In 2008, candidate Barack Obama promised to take the lead in a global effort to boost health care infrastructure, working with a group of industrialized countries and the private sector. The campaign called this effort "Health Infrastructure 2020."
That G8-centered infrastructure effort has largely failed to materialize. "What happened to health at the G8?" wrote Amanda Glassman, director of global health policy at the Center for Global Development, an independent Washington think tank.
That's not to say the United States has been absent from global health efforts. "The U.S. government under the Obama administration has been a big supporter of global health in the context of extreme fiscal pressures," Glassman told PolitiFact.
The White House mentioned to us global efforts across five U.S. agencies to fight HIV and AIDS, monitor disease, strengthen health systems and organize meetings around global health security.
"We'd suggest this has been a commitment we've kept. Perhaps not in name, but in substance," spokesperson Caitlin Hayden said.
Still, leadership through the G8 on health infrastructure hasn't shined through.

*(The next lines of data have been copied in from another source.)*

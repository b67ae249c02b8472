//! CLI entry point for `boardnews`.

use std::io::{BufReader, Write};
use std::path::{Path, PathBuf};
use std::sync::Arc;
use std::time::Instant;

use anyhow::Context;
use clap::{CommandFactory, Parser, Subcommand};

use boardnews::cache::ArticleCache;
use boardnews::config::{self, Config};
use boardnews::model::{CoreMsgId, FullMsgId};
use boardnews::nntp::{ArticleSink, CopyMode, LineResponder};
use boardnews::parser::ArticleProcessor;
use boardnews::store::{FileStore, JsonPostSource, NoThumbnailer};

#[derive(Parser)]
#[command(
    name = "boardnews",
    version,
    about = "Imageboard posts as NNTP articles: decode, generate and serve through the article cache"
)]
struct Cli {
    #[command(subcommand)]
    command: Commands,

    /// Data directory (overrides the config file)
    #[arg(long, global = true, value_name = "DIR", env = "BOARDNEWS_DATA")]
    data_dir: Option<PathBuf>,

    /// Verbose logging (-v info, -vv debug, -vvv trace)
    #[arg(short, long, global = true, action = clap::ArgAction::Count)]
    verbose: u8,
}

#[derive(Subcommand)]
enum Commands {
    /// Decode an article file and store it as a post
    Ingest {
        path: PathBuf,
        /// Newsgroup to record when the article names none
        #[arg(short, long)]
        group: Option<String>,
    },
    /// Serve a full article (220) through the cache
    Article { msgid: String },
    /// Serve the article headers (221) through the cache
    Head { msgid: String },
    /// Serve the article body (222) through the cache
    Body { msgid: String },
    /// Check that an article exists (223)
    Stat { msgid: String },
    /// Write the raw article to stdout, bypassing the cache
    Generate { msgid: String },
    /// Show or write the configuration
    Config {
        /// Write the current configuration to the config file
        #[arg(long)]
        write_default: bool,
    },
    /// Generate shell completions
    Completions {
        #[arg(value_enum)]
        shell: clap_complete::Shell,
    },
    /// Generate a man page
    Manpage,
}

fn main() -> anyhow::Result<()> {
    let cli = Cli::parse();

    let mut config = config::load_config();
    if let Some(dir) = cli.data_dir.clone() {
        config.general.data_dir = Some(dir);
    }

    let log_level = match cli.verbose {
        0 => config.general.log_level.as_str(),
        1 => "info",
        2 => "debug",
        _ => "trace",
    };
    setup_logging(log_level, &config);

    match cli.command {
        Commands::Ingest { path, group } => cmd_ingest(&config, &path, group.as_deref()),
        Commands::Article { msgid } => cmd_serve(&config, &msgid, CopyMode::Full),
        Commands::Head { msgid } => cmd_serve(&config, &msgid, CopyMode::Head),
        Commands::Body { msgid } => cmd_serve(&config, &msgid, CopyMode::Body),
        Commands::Stat { msgid } => cmd_serve(&config, &msgid, CopyMode::Stat),
        Commands::Generate { msgid } => cmd_generate(&config, &msgid),
        Commands::Config { write_default } => cmd_config(&config, write_default),
        Commands::Completions { shell } => cmd_completions(shell),
        Commands::Manpage => cmd_manpage(),
    }
}

/// Set up tracing with stderr output and optional file logging.
fn setup_logging(level: &str, config: &Config) {
    use tracing_subscriber::layer::SubscriberExt;
    use tracing_subscriber::util::SubscriberInitExt;

    let env_filter = tracing_subscriber::EnvFilter::try_from_default_env()
        .unwrap_or_else(|_| tracing_subscriber::EnvFilter::new(level));

    let stderr_layer = tracing_subscriber::fmt::layer().with_writer(std::io::stderr);

    let log_dir = config::log_dir(config);
    if std::fs::create_dir_all(&log_dir).is_ok() {
        let file_appender = tracing_appender::rolling::never(&log_dir, "boardnews.log");
        let file_layer = tracing_subscriber::fmt::layer()
            .with_ansi(false)
            .with_writer(file_appender);

        tracing_subscriber::registry()
            .with(env_filter)
            .with(stderr_layer)
            .with(file_layer)
            .init();
    } else {
        tracing_subscriber::registry()
            .with(env_filter)
            .with(stderr_layer)
            .init();
    }
}

/// Open the content store and the post database under the data directory.
fn open_stores(config: &Config) -> anyhow::Result<(FileStore, JsonPostSource)> {
    let root = config::data_dir(config);
    let store = FileStore::open(&root).with_context(|| format!("opening store at {}", root.display()))?;
    let posts = JsonPostSource::open(root.join("posts"))?;
    Ok((store, posts))
}

/// Accept `<id>` or a bare `id`.
fn parse_msgid(raw: &str) -> anyhow::Result<CoreMsgId> {
    let id = if raw.starts_with('<') {
        FullMsgId::parse(raw)?.core()
    } else {
        CoreMsgId::new(raw)?
    };
    Ok(id)
}

fn cmd_ingest(config: &Config, path: &Path, group: Option<&str>) -> anyhow::Result<()> {
    use humansize::{format_size, BINARY};

    if !path.exists() {
        anyhow::bail!("File not found: {}", path.display());
    }
    let (store, posts) = open_stores(config)?;
    let processor = ArticleProcessor::new(config.processor.clone());

    let start = Instant::now();
    let file = std::fs::File::open(path).with_context(|| format!("opening {}", path.display()))?;
    let mut input = BufReader::new(file);
    let outcome = processor.devour_article(&store, &NoThumbnailer, &mut input)?;
    let mut post = outcome.commit(&store)?;

    if post.message_id.is_none() {
        anyhow::bail!("{}: article has no Message-ID", path.display());
    }
    if let Some(g) = group {
        if !post.headers.contains("Newsgroups") {
            post.headers.set("Newsgroups", g);
        }
    }
    let number = posts.insert(&post)?;

    let total: u64 = post.files.iter().map(|f| f.size).sum();
    println!("Message-ID:   {}", post.message_id.as_ref().map(|id| id.to_full().to_string()).unwrap_or_default());
    println!("Number:       {number}");
    println!("Title:        {}", post.message.title);
    println!("Text:         {}", format_size(post.message.message.len(), BINARY));
    println!("Attachments:  {} ({})", post.files.len(), format_size(total, BINARY));
    for f in &post.files {
        println!("  {:<72} {:>10}  {}", f.id, format_size(f.size, BINARY), f.content_type);
    }
    println!("Time:         {:.2}s", start.elapsed().as_secs_f64());
    Ok(())
}

fn cmd_serve(config: &Config, msgid: &str, mode: CopyMode) -> anyhow::Result<()> {
    let id = parse_msgid(msgid)?;
    let (store, posts) = open_stores(config)?;
    let cache = Arc::new(ArticleCache::new(store, Arc::new(posts)));

    let stdout = std::io::stdout();
    let mut sink = ArticleSink::new(mode, LineResponder::new(stdout.lock()))
        .with_buffer_size(config.cache.read_buffer_size);
    match cache.obtain_by_msgid(&id, &mut sink) {
        Ok(()) => Ok(()),
        Err(e) if e.is_not_found() => {
            let mut out = sink.into_responder().into_inner();
            write!(out, "430 No article with that message-id\r\n")?;
            out.flush()?;
            Ok(())
        }
        Err(e) => Err(e.into()),
    }
}

fn cmd_generate(config: &Config, msgid: &str) -> anyhow::Result<()> {
    let id = parse_msgid(msgid)?;
    let (store, posts) = open_stores(config)?;
    let cache = ArticleCache::new(store, Arc::new(posts));
    let stdout = std::io::stdout();
    let mut out = std::io::BufWriter::new(stdout.lock());
    cache.generate_uncached(&id, &mut out)?;
    out.flush()?;
    Ok(())
}

fn cmd_config(config: &Config, write_default: bool) -> anyhow::Result<()> {
    if write_default {
        let path = config::save_config(config)?;
        println!("Wrote {}", path.display());
    } else {
        print!("{}", toml::to_string_pretty(config)?);
    }
    Ok(())
}

/// Generate shell completions and print to stdout.
fn cmd_completions(shell: clap_complete::Shell) -> anyhow::Result<()> {
    let mut cmd = Cli::command();
    clap_complete::generate(shell, &mut cmd, "boardnews", &mut std::io::stdout());
    Ok(())
}

/// Generate a man page and print to stdout.
fn cmd_manpage() -> anyhow::Result<()> {
    let cmd = Cli::command();
    let man = clap_mangen::Man::new(cmd);
    let mut buf = Vec::new();
    man.render(&mut buf)?;
    std::io::stdout().write_all(&buf)?;
    Ok(())
}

Just one example: The United States hosted the Group of Eight industrialized nations in May 2012. Global health wasn't even a main topic in the group's Camp David Declaration. It ranked behind the economy, energy and climate change, food security and nutrition, transitions in Afghanistan, the Middle East and North Africa, and various political and security issues.
Meanwhile, the Obama administration's Global Health Initiative, pitched as a six-year, $63 billion effort to consolidate U.S. efforts in more than 80 countries, has never been fully funded and hasn't delivered on its goals. (Though health advocates note it did do some good in terms of integrating U.S. efforts.)
The Obama administration's record on global health gets some applause for helpful initiatives and a commitment even as the world economies struggled. But we've seen no evidence it took "the lead at the G-8" to launch a major health infrastructure initiative. We rate this Promise Broken.